Basically 4 usual USB pins : GND, D+, D-, +5V

I want to replace it with a usb-c connector. At first I put a pull-down 5.1K resistor to GND on CC1 (A5) and CC2 (B5) pins. It didn't work at all. pull_down_fail_usb_c

I understood my mystake thanks to this topic, which explains if I want to make USB-C to USB-A device then I have to put a 5.1K pull-down resistor, but if I want to make a Type-A HOST (AR1100 IC : GND, +5V, D+ and D- signals) to Type-C device (my USB-C connector) I have to put a 56K pull-up resistor: USB-A <-> USB-C adaptor

Then I replace the 5.1K pull down resistor with a 56K pull up to VBus and verified my schematic thanks to this topic: usbC_to_usbA. This time it works but only in on direction. Not the reverse. pull_up_fail_usb_c

After some thinking I came out with this :In one direction, D+ is gonna be connected to DP1 (A6) and D- to DN1 (A7). But if I reverse my cable what's happen ? Then D+ is gonna be connected to DP2 (B6) and D- is gonna be connected to DN2 (B7) ? And because I left them unconnected that's why my signal doesn't work on reverse side ?

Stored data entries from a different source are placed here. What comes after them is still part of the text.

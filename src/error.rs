//! Consolidated error handling for the gateway.
//!
//! All application errors funnel through a single `thiserror`-derived
//! `Error` enum, one variant per taxonomy row in the error handling
//! design, plus passthroughs for genuinely external error sources
//! (I/O, network, (de)serialization). Every variant can be rendered to
//! a redacted `JsonError` for the dispatcher's content envelope.

use crate::constants;
use serde::{Deserialize, Serialize};
use serde_json::json;
use std::borrow::Cow;
use thiserror::Error;

#[derive(Error, Debug)]
pub enum Error {
    #[error("I/O error: {0}")]
    Io(#[from] std::io::Error),
    #[error("network error: {0}")]
    Network(#[from] reqwest::Error),
    #[error("YAML parsing error: {0}")]
    Yaml(#[from] serde_yaml::Error),
    #[error("JSON parsing error: {0}")]
    Json(#[from] serde_json::Error),

    #[error("configuration error: {field}: {reason}")]
    Config { field: Cow<'static, str>, reason: String },

    #[error("invalid argument: {0}")]
    InvalidArgument(String),

    #[error("upstream returned {status}: {body}")]
    UpstreamClientError { status: u16, body: String, request_id: String },

    #[error("rate limited (HTTP 429), retries exhausted")]
    RateLimited { retry_after_secs: Option<u64>, request_id: String },

    #[error("upstream unavailable after retries: {reason}")]
    UpstreamUnavailable { reason: String, request_id: String },

    #[error("circuit open for host {host}")]
    CircuitOpen { host: String },

    #[error("operation cancelled")]
    Cancelled,

    #[error("response payload exceeded {limit_bytes} bytes")]
    PayloadTooLarge { limit_bytes: u64 },

    #[error("protocol error: {0}")]
    Protocol(String),

    #[error(transparent)]
    Anyhow(#[from] anyhow::Error),
}

/// JSON representation of an error for the dispatcher's content envelope.
#[derive(Debug, Serialize, Deserialize)]
pub struct JsonError {
    pub error_type: Cow<'static, str>,
    pub message: String,
    #[serde(skip_serializing_if = "Option::is_none")]
    pub details: Option<serde_json::Value>,
}

impl Error {
    #[must_use]
    pub fn config(field: impl Into<Cow<'static, str>>, reason: impl Into<String>) -> Self {
        Self::Config { field: field.into(), reason: reason.into() }
    }

    #[must_use]
    pub fn invalid_argument(message: impl Into<String>) -> Self {
        Self::InvalidArgument(message.into())
    }

    /// Error-kind identifier used by the taxonomy table and by tests.
    #[must_use]
    pub const fn kind(&self) -> &'static str {
        match self {
            Self::Io(_) => "Io",
            Self::Network(_) => "Network",
            Self::Yaml(_) => "Yaml",
            Self::Json(_) => "Json",
            Self::Config { .. } => "ConfigError",
            Self::InvalidArgument(_) => "InvalidArgument",
            Self::UpstreamClientError { .. } => "UpstreamClientError",
            Self::RateLimited { .. } => "RateLimited",
            Self::UpstreamUnavailable { .. } => "UpstreamUnavailable",
            Self::CircuitOpen { .. } => "CircuitOpen",
            Self::Cancelled => "Cancelled",
            Self::PayloadTooLarge { .. } => "PayloadTooLarge",
            Self::Protocol(_) => "ProtocolError",
            Self::Anyhow(_) => "Unknown",
        }
    }

    /// Whether this error represents a protocol-level fault that must be
    /// surfaced as a JSON-RPC `error` object rather than wrapped in the
    /// tool-call content envelope.
    #[must_use]
    pub const fn is_protocol_fault(&self) -> bool {
        matches!(self, Self::Protocol(_))
    }

    /// Convert to the redacted structured form used in tool-call error
    /// envelopes. Never includes credential values; request paths are
    /// reported without query strings.
    #[must_use]
    pub fn to_json(&self) -> JsonError {
        let details = match self {
            Self::Config { field, reason } => {
                Some(json!({ "field": field, "reason": reason }))
            }
            Self::UpstreamClientError { status, body, request_id } => Some(json!({
                "status": status,
                "body": truncate(body, constants::MAX_LOGGED_BODY_CHARS),
                "requestId": request_id,
            })),
            Self::RateLimited { retry_after_secs, request_id } => Some(json!({
                "retryAfterSecs": retry_after_secs,
                "requestId": request_id,
            })),
            Self::UpstreamUnavailable { reason, request_id } => Some(json!({
                "reason": reason,
                "requestId": request_id,
            })),
            Self::CircuitOpen { host } => Some(json!({ "host": redact_host(host) })),
            Self::PayloadTooLarge { limit_bytes } => Some(json!({ "limitBytes": limit_bytes })),
            _ => None,
        };

        JsonError {
            error_type: Cow::Borrowed(self.kind()),
            message: self.to_string(),
            details,
        }
    }

    /// True if this failure should be retried by the transport retry
    /// driver given the current outcome. Upstream-level retry
    /// classification itself lives in `transport::retry`; this is a
    /// coarse check for already-constructed `Error` values seen at
    /// higher layers (e.g. the executor deciding whether to surface an
    /// error to the caller as-is).
    #[must_use]
    pub const fn is_retryable_kind(&self) -> bool {
        matches!(self, Self::RateLimited { .. } | Self::UpstreamUnavailable { .. })
    }
}

fn truncate(s: &str, max: usize) -> String {
    if s.chars().count() <= max {
        s.to_string()
    } else {
        let end = s.char_indices().nth(max).map_or(s.len(), |(i, _)| i);
        format!("{}…", &s[..end])
    }
}

/// Truncates a host to its first 10 characters plus an ellipsis, per the
/// mandatory credential-redaction rule.
#[must_use]
pub fn redact_host(host: &str) -> String {
    if host.chars().count() <= 10 {
        host.to_string()
    } else {
        let prefix: String = host.chars().take(10).collect();
        format!("{prefix}…")
    }
}

#[cfg(test)]
mod tests {
    use super::*;

    #[test]
    fn redact_host_short_unchanged() {
        assert_eq!(redact_host("short"), "short");
    }

    #[test]
    fn redact_host_truncates_long() {
        assert_eq!(redact_host("akab-xxxxxxxxxx.luna.example.net"), "akab-xxxxx…");
    }

    #[test]
    fn kind_matches_taxonomy_row() {
        let e = Error::CircuitOpen { host: "akab-xxxxxxxxxx".into() };
        assert_eq!(e.kind(), "CircuitOpen");
        assert!(!e.is_retryable_kind());
    }

    #[test]
    fn to_json_never_includes_raw_message_for_config_value() {
        let e = Error::config("host", "missing recognized vendor suffix");
        let j = e.to_json();
        assert_eq!(j.error_type, "ConfigError");
        assert!(j.details.is_some());
    }

    #[test]
    fn truncate_is_char_boundary_safe_on_multibyte_bodies() {
        let body = "€".repeat(2000);
        let e = Error::UpstreamClientError { status: 500, body: body.clone(), request_id: String::new() };
        let j = e.to_json();
        let rendered = j.details.unwrap()["body"].as_str().unwrap().to_string();
        assert!(rendered.starts_with('€'));
        assert!(rendered.ends_with('…'));
    }
}
//! Header assembly: a minimal default set, merged with caller-supplied
//! headers through the allowlist. Anything outside the allowlist is
//! dropped and its name (never its value) logged at WARN.

use crate::constants::{self, HEADER_ACCEPT, HEADER_ALLOWLIST, HEADER_CONTENT_TYPE};

/// Builds the outbound header list for one call.
#[must_use]
pub fn assemble(caller_headers: &std::collections::HashMap<String, String>, has_body: bool) -> Vec<(String, String)> {
    let mut out = vec![(HEADER_ACCEPT.to_string(), constants::CONTENT_TYPE_JSON.to_string())];
    if has_body {
        out.push((HEADER_CONTENT_TYPE.to_string(), constants::CONTENT_TYPE_JSON.to_string()));
    }

    for (name, value) in caller_headers {
        let lower = name.to_lowercase();
        if HEADER_ALLOWLIST.contains(&lower.as_str()) {
            if let Some(slot) = out.iter_mut().find(|(n, _)| n.eq_ignore_ascii_case(&lower)) {
                slot.1 = value.clone();
            } else {
                out.push((lower, value.clone()));
            }
        } else {
            tracing::warn!(header = %lower, "dropping header outside allowlist");
        }
    }

    out
}

#[cfg(test)]
mod tests {
    use super::*;
    use std::collections::HashMap;

    #[test]
    fn defaults_present_without_body() {
        let out = assemble(&HashMap::new(), false);
        assert!(out.iter().any(|(n, v)| n == "accept" && v == "application/json"));
        assert!(!out.iter().any(|(n, _)| n == "content-type"));
    }

    #[test]
    fn content_type_added_when_body_present() {
        let out = assemble(&HashMap::new(), true);
        assert!(out.iter().any(|(n, _)| n == "content-type"));
    }

    #[test]
    fn allowlisted_header_merged_case_insensitively() {
        let mut h = HashMap::new();
        h.insert("X-Request-Id".to_string(), "abc".to_string());
        let out = assemble(&h, false);
        assert!(out.iter().any(|(n, v)| n == "x-request-id" && v == "abc"));
    }

    #[test]
    fn disallowed_header_dropped() {
        let mut h = HashMap::new();
        h.insert("Authorization".to_string(), "secret".to_string());
        let out = assemble(&h, false);
        assert!(!out.iter().any(|(n, _)| n == "authorization"));
    }

    #[test]
    fn idempotent_allowlist_filter() {
        let mut h = HashMap::new();
        h.insert("Prefer".to_string(), "respond-async".to_string());
        h.insert("X-Evil".to_string(), "nope".to_string());
        let once = assemble(&h, false);
        let once_map: HashMap<String, String> = once.into_iter().collect();
        let again = assemble(&once_map, false);
        let again_map: HashMap<String, String> = again.into_iter().collect();
        assert_eq!(once_map, again_map);
    }
}
//! Tool catalog and `tools/call` dispatch, exercised against a registry
//! built from real (temp-written) OpenAPI fixtures rather than hand-rolled
//! `Operation` values.

use akamai_mcp_gateway::config::{Credentials, Settings};
use akamai_mcp_gateway::dispatcher::tools;
use akamai_mcp_gateway::server::Server;
use serde_json::json;
use tokio_util::sync::CancellationToken;

fn credentials() -> Credentials {
    Credentials {
        host: "akab-test1234567.luna.akamaiapis.net".to_string(),
        client_token: "ct".to_string(),
        client_secret: "cs".to_string(),
        access_token: "at".to_string(),
        account_key: None,
    }
}

fn papi_spec() -> &'static str {
    r#"{
        "openapi": "3.0.0",
        "info": {"title": "papi", "version": "1"},
        "paths": {
            "/papi/v1/properties": {
                "get": {
                    "operationId": "listProperties",
                    "parameters": [
                        {"name": "contractId", "in": "query", "required": true, "schema": {"type": "string"}},
                        {"name": "cursor", "in": "query", "required": false, "schema": {"type": "string"}}
                    ],
                    "responses": {"200": {"description": "ok"}}
                }
            },
            "/papi/v1/properties/{propertyId}": {
                "get": {
                    "operationId": "getProperty",
                    "parameters": [
                        {"name": "propertyId", "in": "path", "required": true, "schema": {"type": "string"}}
                    ],
                    "responses": {"200": {"description": "ok"}}
                }
            }
        }
    }"#
}

fn build_server() -> Server {
    let dir = tempfile::tempdir().unwrap();
    let product_dir = dir.path().join("papi");
    std::fs::create_dir_all(&product_dir).unwrap();
    std::fs::write(product_dir.join("papi.json"), papi_spec()).unwrap();

    Server::new(dir.path(), credentials(), &Settings::default(), 5).unwrap()
}

#[test]
fn catalog_includes_meta_tools_and_generated_operations() {
    let server = build_server();
    let catalog = tools::list_tools(&server.registry);

    let names: Vec<&str> = catalog.iter().map(|t| t.name.as_str()).collect();
    assert!(names.contains(&"raw_request"));
    assert!(names.contains(&"list_operations"));
    assert!(names.contains(&"registry_stats"));
    assert!(names.iter().any(|n| n.contains("listproperties")));
    assert!(names.iter().any(|n| n.contains("getproperty")));
    assert_eq!(catalog.len(), 5);
}

#[test]
fn generated_tool_schema_marks_required_params() {
    let server = build_server();
    let catalog = tools::list_tools(&server.registry);
    let list_properties = catalog.iter().find(|t| t.name.contains("listproperties")).unwrap();
    assert_eq!(list_properties.input_schema["required"], json!(["contractId"]));
    assert_eq!(list_properties.input_schema["properties"]["cursor"]["type"], "string");
}

#[tokio::test]
async fn registry_stats_tool_reports_totals() {
    let server = build_server();
    let cancel = CancellationToken::new();
    let result = tools::call_tool(&server, "registry_stats", &json!({}), &cancel).await;

    assert_eq!(result.is_error, None);
    let body: serde_json::Value = serde_json::from_str(&result.content[0].text).unwrap();
    assert_eq!(body["total"], json!(2));
}

#[tokio::test]
async fn list_operations_tool_filters_by_product_and_query() {
    let server = build_server();
    let cancel = CancellationToken::new();
    let args = json!({"product": "papi", "query": "getProperty"});
    let result = tools::call_tool(&server, "list_operations", &args, &cancel).await;

    let body: serde_json::Value = serde_json::from_str(&result.content[0].text).unwrap();
    let operations = body["operations"].as_array().unwrap();
    assert_eq!(operations.len(), 1);
    assert_eq!(operations[0]["operationId"], "getProperty");
}

#[tokio::test]
async fn calling_an_unknown_tool_name_yields_an_error_envelope_not_a_panic() {
    let server = build_server();
    let cancel = CancellationToken::new();
    let result = tools::call_tool(&server, "no_such_tool", &json!({}), &cancel).await;

    assert_eq!(result.is_error, Some(true));
    assert!(result.content[0].text.contains("InvalidArgument"));
}

#[tokio::test]
async fn raw_request_without_a_name_field_is_an_invalid_argument_not_a_panic() {
    let server = build_server();
    let cancel = CancellationToken::new();
    let result = tools::call_tool(&server, "raw_request", &json!({}), &cancel).await;

    assert_eq!(result.is_error, Some(true));
}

Here is my USB-C my board layout if needed: brd_layout

EDIT:

See EDIT2, This assumption is probably wrong. @Finbarr Vbus would be more correct if I'm doing something like this ? Schema is coming from the official AR1100 schematic with original mini-b USB connector. If not would you please provide me correct layout for Vbus as I would like to use it in my project. I still have huge doubts as I'm still connecting Vbus to 5V here.

Vbus_schematic

EDIT2:

This webpage Guide to USB-C Pinout and Features mention "The VBUS and GND pins are power and the return paths for the signals. The default VBUS voltage is 5 V but the standard allows the devices to negotiate and choose a VBUS voltage other than the default value. The Power Delivery allows VBUS to have a voltage up to 20 V. " So I'm unsure how should I set up my VBUS pins.

This topic : Vbus line dfp clearly says "By Type-C specifications, a Type-C port should not supply any power until CC pins signal any connection, and power roles of connected partners are identified via Rp/Rd sense mechanism.You need a high-side power switch to turn VBUS on, which should be controlled by this "ID" pin".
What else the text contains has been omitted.